I literally don't have a clue about where the fuck I am. When I started running I didn't really have a plan. The first two days consisted of me going from place to place. You know,locations that I knew well. So it would be easy to find food and stuff.
But then I just kept walking in mostly the same direction. Sometimes I took a turn to be somewhat unpredictable, and tried to stay away from areas with lots of trees or water.
But for the rest? Just random wandering without a goal or purpose, other than to stay alive I mean. So when I woke up earlier, I noticed that I had no idea where I was or where I was going. Thank Arceus for Google maps.
OK, found it. This sucks though, apparently I've been running south, towards Wallonia. I don't want to go there. The Walloons speak french, and aside from some simple vocabulary, I do not. So I need to change directions.

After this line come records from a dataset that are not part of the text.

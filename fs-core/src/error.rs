//! Error taxonomy for filesystem operations

use std::io;

use thiserror::Error;

use crate::blockdev::BlockDeviceError;
use crate::config::ConfigError;
use crate::format::FormatError;

/// Every failure a filesystem operation reports to its caller
#[derive(Error, Debug)]
pub enum FsError {
    #[error("No such file or directory")]
    NotFound,
    #[error("File exists")]
    AlreadyExists,
    #[error("Not a directory")]
    NotADirectory,
    #[error("Is a directory")]
    IsADirectory,
    #[error("Not a symbolic link")]
    NotASymlink,
    #[error("Directory not empty")]
    NotEmpty,
    #[error("Permission denied")]
    PermissionDenied,
    #[error("No free inodes")]
    NoFreeInodes,
    #[error("No free blocks")]
    NoFreeBlocks,
    #[error("Bad file descriptor")]
    InvalidDescriptor,
    #[error("Too many open files")]
    TooManyOpenFiles,
    #[error("Not a valid ext2 filesystem: {0}")]
    InvalidFilesystem(String),
    #[error("Path too deep")]
    PathTooDeep,
    #[error("Mount point is busy")]
    MountBusy,
    #[error("Filesystem already mounted")]
    AlreadyMounted,
    #[error("Mount table is full")]
    MountTableFull,
    #[error("Invalid inode number {0}")]
    InvalidInode(u32),
    #[error("Inode cache is full")]
    InodeCacheFull,
    #[error("Invalid file name")]
    InvalidName,
    #[error("File name too long")]
    NameTooLong,
    #[error("File too large")]
    FileTooLarge,
    #[error("Seek offset {0} past end of file")]
    InvalidSeek(u32),
    #[error("Descriptor not opened for this access")]
    BadAccessMode,
    #[error("Resource busy")]
    Busy,
    #[error("Cross-device link")]
    CrossDevice,
    #[error("No such process {0}")]
    NoSuchProcess(usize),
    #[error("No such device")]
    NoSuchDevice,
    #[error("Directory has no room for another block")]
    DirectoryFull,
    #[error("Filesystem is corrupt: {0}")]
    Corrupt(String),
    #[error("Configuration error: {0}")]
    Config(#[from] ConfigError),
    #[error("Format error: {0}")]
    Format(#[from] FormatError),
    #[error("I/O error: {0}")]
    Io(#[from] BlockDeviceError),
}

impl From<io::Error> for FsError {
    fn from(err: io::Error) -> Self {
        FsError::Io(BlockDeviceError::Io(err))
    }
}

pub type Result<T> = std::result::Result<T, FsError>;
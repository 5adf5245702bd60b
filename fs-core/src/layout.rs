//! Block address translation and truncation
//!
//! Logical block `lbk` of a file maps as follows:
//!
//! | lbk            | path                                              |
//! |----------------|---------------------------------------------------|
//! | 0..12          | `block[lbk]`                                      |
//! | 12..268        | `block[12]` -> slot `lbk - 12`                    |
//! | 268..65804     | `block[13]` -> slot `(lbk-268)/256` -> `(lbk-268)%256` |
//!
//! Every non-zero pointer refers to an allocated block. Pointer blocks are
//! allocated zeroed, so an unused slot always reads as 0.

use crate::blockdev::BLOCK_SIZE;
use crate::error::{FsError, Result};
use crate::format::{decode_pointers, encode_pointers, now, DiskInode, DIRECT_BLOCKS, DOUBLE_INDIRECT, POINTERS_PER_BLOCK, SINGLE_INDIRECT};
use crate::mount::Device;

/// 512-byte sectors per filesystem block, the unit of `i_blocks`
const SECTORS_PER_BLOCK: u32 = (BLOCK_SIZE / 512) as u32;

const SINGLE_START: u32 = DIRECT_BLOCKS as u32;
const DOUBLE_START: u32 = SINGLE_START + POINTERS_PER_BLOCK as u32;
/// First logical block past the double-indirect range
pub const MAX_FILE_BLOCKS: u32 = DOUBLE_START + (POINTERS_PER_BLOCK * POINTERS_PER_BLOCK) as u32;

/// Translate logical block `lbk` of `inode` to a physical block number.
///
/// Returns 0 for a hole when `allocate` is false. With `allocate` set, any
/// missing pointer block or data block is allocated and linked in; a block
/// that is already mapped is returned as is.
pub async fn bmap(device: &Device, inode: &mut DiskInode, lbk: u32, allocate: bool) -> Result<u32> {
    if lbk >= MAX_FILE_BLOCKS {
        return Err(FsError::FileTooLarge);
    }

    if lbk < SINGLE_START {
        let slot = lbk as usize;
        if inode.block[slot] == 0 && allocate {
            inode.block[slot] = device.allocate_block().await?;
            inode.blocks += SECTORS_PER_BLOCK;
        }
        return Ok(inode.block[slot]);
    }

    if lbk < DOUBLE_START {
        let Some(single) = pointer_root(device, inode, SINGLE_INDIRECT, allocate).await? else {
            return Ok(0);
        };
        return map_slot(device, inode, single, (lbk - SINGLE_START) as usize, allocate).await;
    }

    let Some(double) = pointer_root(device, inode, DOUBLE_INDIRECT, allocate).await? else {
        return Ok(0);
    };
    let index = (lbk - DOUBLE_START) as usize;
    let single = map_slot(device, inode, double, index / POINTERS_PER_BLOCK, allocate).await?;
    if single == 0 {
        return Ok(0);
    }
    map_slot(device, inode, single, index % POINTERS_PER_BLOCK, allocate).await
}

/// Read-only translation; 0 means the block is a hole
pub async fn lookup(device: &Device, inode: &DiskInode, lbk: u32) -> Result<u32> {
    let mut copy = inode.clone();
    bmap(device, &mut copy, lbk, false).await
}

/// The pointer block in inode slot `slot`, allocating it if asked
async fn pointer_root(device: &Device, inode: &mut DiskInode, slot: usize, allocate: bool) -> Result<Option<u32>> {
    if inode.block[slot] == 0 {
        if !allocate {
            return Ok(None);
        }
        inode.block[slot] = device.allocate_block().await?;
        inode.blocks += SECTORS_PER_BLOCK;
        log::debug!("LAYOUT: {} pointer block {} in slot {}", device.id(), inode.block[slot], slot);
    }
    Ok(Some(inode.block[slot]))
}

/// Entry `index` of pointer block `ptr_block`, allocating and linking a block if asked
async fn map_slot(device: &Device, inode: &mut DiskInode, ptr_block: u32, index: usize, allocate: bool) -> Result<u32> {
    let mut ptrs = decode_pointers(&device.read_block(ptr_block).await?);
    if ptrs[index] == 0 && allocate {
        ptrs[index] = device.allocate_block().await?;
        inode.blocks += SECTORS_PER_BLOCK;
        device.write_block(ptr_block, &encode_pointers(&ptrs)).await?;
    }
    Ok(ptrs[index])
}

/// Free every data and pointer block of `inode` and reset it to empty.
///
/// Each tier is walked only up to its first zero pointer. A fast symlink
/// keeps its target in the pointer slots, so those are cleared, not freed.
pub async fn truncate(device: &Device, inode: &mut DiskInode) -> Result<()> {
    if !inode.is_fast_symlink() {
        let mut freed = 0usize;

        for &block in inode.block[..DIRECT_BLOCKS].iter().take_while(|&&b| b != 0) {
            device.free_block(block).await?;
            freed += 1;
        }

        let single = inode.block[SINGLE_INDIRECT];
        if single != 0 {
            freed += free_pointer_block(device, single).await?;
        }

        let double = inode.block[DOUBLE_INDIRECT];
        if double != 0 {
            let tops = decode_pointers(&device.read_block(double).await?);
            for &sub in tops.iter().take_while(|&&b| b != 0) {
                freed += free_pointer_block(device, sub).await?;
            }
            device.free_block(double).await?;
            freed += 1;
        }

        log::debug!("LAYOUT: {} truncated {} blocks", device.id(), freed);
    }

    inode.block = Default::default();
    inode.blocks = 0;
    inode.size = 0;
    inode.mtime = now();
    Ok(())
}

/// Free the data blocks listed in `ptr_block`, then the pointer block itself
async fn free_pointer_block(device: &Device, ptr_block: u32) -> Result<usize> {
    let ptrs = decode_pointers(&device.read_block(ptr_block).await?);
    let mut freed = 0;
    for &block in ptrs.iter().take_while(|&&b| b != 0) {
        device.free_block(block).await?;
        freed += 1;
    }
    device.free_block(ptr_block).await?;
    Ok(freed + 1)
}

#[cfg(test)]
mod tests {
    use super::*;
    use crate::format::{format_image, mode};
    use crate::mount::DeviceId;
    use std::collections::HashSet;
    use tempfile::{tempdir, TempDir};

    async fn device() -> (TempDir, Device) {
        let dir = tempdir().unwrap();
        let path = dir.path().join("layout.img");
        format_image(&path, 2048, 64).await.unwrap();
        let device = Device::open(DeviceId(0), &path, "/", 64).await.unwrap();
        (dir, device)
    }

    #[tokio::test]
    async fn test_translation_is_stable_and_unique() {
        let (_dir, device) = device().await;
        let mut inode = DiskInode::new(mode::S_IFREG | 0o644, 0, 0, 1);

        let mut seen = HashSet::new();
        let mut mapped = Vec::new();
        for lbk in 0..270 {
            let block = bmap(&device, &mut inode, lbk, true).await.unwrap();
            assert_ne!(block, 0);
            assert!(seen.insert(block), "lbk {} reused block {}", lbk, block);
            mapped.push(block);
        }
        for (lbk, &block) in mapped.iter().enumerate() {
            assert_eq!(lookup(&device, &inode, lbk as u32).await.unwrap(), block);
            assert_eq!(bmap(&device, &mut inode, lbk as u32, true).await.unwrap(), block);
        }

        // 270 data blocks, the single-indirect block, the double-indirect
        // block and one second-level block.
        assert!(!seen.contains(&inode.block[SINGLE_INDIRECT]));
        assert!(!seen.contains(&inode.block[DOUBLE_INDIRECT]));
        assert_eq!(inode.blocks, (270 + 3) * SECTORS_PER_BLOCK);
    }

    #[tokio::test]
    async fn test_holes_read_as_zero() {
        let (_dir, device) = device().await;
        let inode = DiskInode::new(mode::S_IFREG | 0o644, 0, 0, 1);
        assert_eq!(lookup(&device, &inode, 0).await.unwrap(), 0);
        assert_eq!(lookup(&device, &inode, 100).await.unwrap(), 0);
        assert_eq!(lookup(&device, &inode, 5000).await.unwrap(), 0);
        assert!(matches!(lookup(&device, &inode, MAX_FILE_BLOCKS).await, Err(FsError::FileTooLarge)));
    }

    #[tokio::test]
    async fn test_truncate_returns_every_block() {
        let (_dir, device) = device().await;
        let free_before = device.read_superblock().await.unwrap().free_blocks_count;

        let mut inode = DiskInode::new(mode::S_IFREG | 0o644, 0, 0, 1);
        for lbk in 0..300 {
            bmap(&device, &mut inode, lbk, true).await.unwrap();
        }
        inode.size = 300 * BLOCK_SIZE as u32;
        assert!(device.read_superblock().await.unwrap().free_blocks_count < free_before);

        truncate(&device, &mut inode).await.unwrap();
        assert_eq!(device.read_superblock().await.unwrap().free_blocks_count, free_before);
        assert_eq!(device.read_group_desc().await.unwrap().free_blocks_count as u32, free_before);
        assert_eq!(inode.block, [0u32; 15]);
        assert_eq!((inode.size, inode.blocks), (0, 0));
    }

    #[tokio::test]
    async fn test_truncate_skips_fast_symlink_slots() {
        let (_dir, device) = device().await;
        let free_before = device.read_superblock().await.unwrap().free_blocks_count;

        let mut link = DiskInode::new(mode::S_IFLNK | 0o777, 0, 0, 1);
        link.set_block_bytes(b"/a/fairly/long/target/path");
        link.size = 26;
        truncate(&device, &mut link).await.unwrap();

        assert_eq!(device.read_superblock().await.unwrap().free_blocks_count, free_before);
        assert_eq!(link.block, [0u32; 15]);
    }
}
use extfs::{format_image, FileSystem, FsConfig, FsError, OpenMode};
use rand::{Rng, SeedableRng};
use tempfile::TempDir;

async fn fresh_fs(blocks: u32) -> (TempDir, FileSystem) {
    env_logger::builder().is_test(true).try_init().ok();
    let temp_dir = TempDir::new().expect("Failed to create temp dir");
    let image = temp_dir.path().join("disk.img");
    format_image(&image, blocks, 256).await.expect("Failed to format image");
    let fs = FileSystem::open_root(&image, FsConfig::default())
        .await
        .expect("Failed to open root");
    (temp_dir, fs)
}

fn payload(len: usize, seed: u64) -> Vec<u8> {
    let mut rng = rand::rngs::StdRng::seed_from_u64(seed);
    (0..len).map(|_| rng.gen()).collect()
}

async fn write_file(fs: &mut FileSystem, path: &str, data: &[u8]) {
    fs.creat(0, path).await.unwrap();
    let fd = fs.open(0, path, OpenMode::Write).await.unwrap();
    assert_eq!(fs.write(0, fd, data).await.unwrap(), data.len());
    fs.close(0, fd).unwrap();
}

#[tokio::test]
async fn test_hello_world() {
    let (_temp_dir, mut fs) = fresh_fs(1024).await;
    write_file(&mut fs, "/hello", b"hello world").await;

    let fd = fs.open(0, "/hello", OpenMode::Read).await.unwrap();
    assert_eq!(fs.read(0, fd, 100).await.unwrap(), b"hello world");
    assert!(fs.read(0, fd, 100).await.unwrap().is_empty());
    fs.close(0, fd).unwrap();
    assert_eq!(fs.stat(0, "/hello").await.unwrap().size, 11);
}

#[tokio::test]
async fn test_large_file_through_double_indirect() {
    let (_temp_dir, mut fs) = fresh_fs(8192).await;
    // 12 direct + 256 single-indirect blocks, then 10 more through the double tier.
    let data = payload((12 + 256 + 10) * 1024 + 123, 7);
    write_file(&mut fs, "/big", &data).await;

    assert_eq!(fs.cat(0, "/big").await.unwrap(), data);
    let st = fs.stat(0, "/big").await.unwrap();
    assert_eq!(st.size as usize, data.len());
    // 279 data blocks, one single-indirect block, a double-indirect root and one sub-block.
    assert_eq!(st.blocks, (279 + 3) * 2);

    let fd = fs.open(0, "/big", OpenMode::Read).await.unwrap();
    let first = fs.logical_to_physical(0, fd, 0, false).await.unwrap();
    let deep = fs.logical_to_physical(0, fd, 12 + 256 + 5, false).await.unwrap();
    assert_ne!(first, 0);
    assert_ne!(deep, 0);
    assert_eq!(fs.logical_to_physical(0, fd, 5000, false).await.unwrap(), 0);
    fs.close(0, fd).unwrap();
}

#[tokio::test]
async fn test_unlink_returns_every_block() {
    let (_temp_dir, mut fs) = fresh_fs(8192).await;
    let free_before = fs
        .mount_table()
        .device(fs.root_device())
        .unwrap()
        .read_superblock()
        .await
        .unwrap()
        .free_blocks_count;

    write_file(&mut fs, "/big", &payload(300 * 1024, 11)).await;
    fs.unlink(0, "/big").await.unwrap();

    let sb = fs.mount_table().device(fs.root_device()).unwrap().read_superblock().await.unwrap();
    assert_eq!(sb.free_blocks_count, free_before);
}

#[tokio::test]
async fn test_seek_and_overwrite() {
    let (_temp_dir, mut fs) = fresh_fs(1024).await;
    write_file(&mut fs, "/f", &[b'a'; 2048]).await;

    let fd = fs.open(0, "/f", OpenMode::ReadWrite).await.unwrap();
    assert_eq!(fs.lseek(0, fd, 1020).unwrap(), 0);
    fs.write(0, fd, b"XXXXXXXX").await.unwrap();
    assert_eq!(fs.lseek(0, fd, 1016).unwrap(), 1028);
    assert_eq!(fs.read(0, fd, 16).await.unwrap(), b"aaaaXXXXXXXXaaaa");
    assert!(matches!(fs.lseek(0, fd, 4096), Err(FsError::InvalidSeek(4096))));
    fs.close(0, fd).unwrap();
    assert_eq!(fs.stat(0, "/f").await.unwrap().size, 2048);
}

#[tokio::test]
async fn test_append_mode_starts_at_end() {
    let (_temp_dir, mut fs) = fresh_fs(1024).await;
    write_file(&mut fs, "/log", b"one\n").await;

    let fd = fs.open(0, "/log", OpenMode::Append).await.unwrap();
    fs.write(0, fd, b"two\n").await.unwrap();
    fs.close(0, fd).unwrap();
    assert_eq!(fs.cat(0, "/log").await.unwrap(), b"one\ntwo\n");
}

#[tokio::test]
async fn test_access_modes_are_enforced() {
    let (_temp_dir, mut fs) = fresh_fs(1024).await;
    write_file(&mut fs, "/f", b"data").await;

    let rd = fs.open(0, "/f", OpenMode::Read).await.unwrap();
    assert!(matches!(fs.write(0, rd, b"x").await, Err(FsError::BadAccessMode)));
    let wr = fs.open(0, "/f", OpenMode::Write).await.unwrap();
    assert!(matches!(fs.read(0, wr, 1).await, Err(FsError::BadAccessMode)));
    fs.close(0, rd).unwrap();
    fs.close(0, wr).unwrap();

    fs.mkdir(0, "/d").await.unwrap();
    assert!(matches!(fs.open(0, "/d", OpenMode::Read).await, Err(FsError::IsADirectory)));
    assert!(matches!(fs.close(0, rd), Err(FsError::InvalidDescriptor)));
}

#[tokio::test]
async fn test_dup_shares_the_cursor() {
    let (_temp_dir, mut fs) = fresh_fs(1024).await;
    write_file(&mut fs, "/f", b"0123456789").await;

    let fd = fs.open(0, "/f", OpenMode::Read).await.unwrap();
    let copy = fs.dup(0, fd).unwrap();
    let other = fs.dup_to(0, fd, 1).unwrap();
    assert_eq!(fs.read(0, fd, 3).await.unwrap(), b"012");
    assert_eq!(fs.read(0, copy, 3).await.unwrap(), b"345");
    assert_eq!(fs.read(1, other, 3).await.unwrap(), b"678");

    fs.close(0, fd).unwrap();
    assert_eq!(fs.read(0, copy, 3).await.unwrap(), b"9");
    assert_eq!(fs.list_descriptors(0).unwrap().len(), 1);
    fs.close(0, copy).unwrap();
    fs.close(1, other).unwrap();
    assert_eq!(fs.open_files().in_use(), 0);
}

#[tokio::test]
async fn test_descriptor_table_fills_up() {
    let (_temp_dir, mut fs) = fresh_fs(1024).await;
    write_file(&mut fs, "/f", b"x").await;

    let limit = fs.config().descriptors_per_process;
    let mut fds = Vec::new();
    for _ in 0..limit {
        fds.push(fs.open(0, "/f", OpenMode::Read).await.unwrap());
    }
    assert!(matches!(fs.open(0, "/f", OpenMode::Read).await, Err(FsError::TooManyOpenFiles)));
    for fd in fds {
        fs.close(0, fd).unwrap();
    }
}

#[tokio::test]
async fn test_copy_and_overwrite() {
    let (_temp_dir, mut fs) = fresh_fs(4096).await;
    let data = payload(5000, 3);
    write_file(&mut fs, "/src", &data).await;

    fs.copy(0, "/src", "/dst").await.unwrap();
    assert_eq!(fs.cat(0, "/dst").await.unwrap(), data);
    assert_ne!(fs.resolve(0, "/src").await.unwrap(), fs.resolve(0, "/dst").await.unwrap());

    write_file(&mut fs, "/short", b"short").await;
    fs.copy(0, "/short", "/dst").await.unwrap();
    assert_eq!(fs.cat(0, "/dst").await.unwrap(), b"short");
}

#[tokio::test]
async fn test_shared_open_file_pool_fills_up() {
    env_logger::builder().is_test(true).try_init().ok();
    let temp_dir = TempDir::new().expect("Failed to create temp dir");
    let image = temp_dir.path().join("disk.img");
    format_image(&image, 1024, 128).await.unwrap();
    let config = FsConfig { open_file_slots: 3, ..FsConfig::default() };
    let mut fs = FileSystem::open_root(&image, config).await.unwrap();
    write_file(&mut fs, "/f", b"pool").await;

    let a = fs.open(0, "/f", OpenMode::Read).await.unwrap();
    fs.open(0, "/f", OpenMode::Read).await.unwrap();
    fs.open(1, "/f", OpenMode::Read).await.unwrap();

    // Process 2 has free descriptors, but the shared pool is exhausted.
    assert!(matches!(fs.open(2, "/f", OpenMode::Read).await, Err(FsError::TooManyOpenFiles)));
    assert!(fs.list_descriptors(2).unwrap().is_empty());

    // Duplicates share an entry and need no new pool slot.
    let shared = fs.dup_to(0, a, 2).unwrap();
    assert_eq!(fs.read(2, shared, 4).await.unwrap(), b"pool");

    fs.close(0, a).unwrap();
    fs.close(2, shared).unwrap();
    fs.open(2, "/f", OpenMode::Read).await.unwrap();
}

Jim's plan was to go to Germany, since he spoke German. But once again, I do not speak that language. I could just speak English there but you know, not everyone speaks English. So I guess going north, to the Netherlands is the best option. But that means turning around and going back where I came from. x.x
If only Belgium was a bigger country, then I would have more room for running. <.<
Switching topics now, Kat. She hasn't posted on her blog or commented on mine. Haven't gotten an e-mail from her either. So that can mean two things.
1: She has stopped looking for me completely. Which would be great.
2: A Fear got her and she's dead. Which I hope hasn't happened but my gut feeling tells me otherwise.
I know her too well to think she'd go silent like this. She would at least send me a message that she had finally listened to me and stopped searching. Or her Internet just went down and she'll be up and posting again in no time, getting herself killed anyway. >.>
I really have a bad feeling about it and there's nothing I can do about it. I've never felt this helpless before.. Or angry,those fucking Fears are really pissing me off and if the cold boy doesn't stop with those goddamn nursery rhymes I will..wait..FUCK!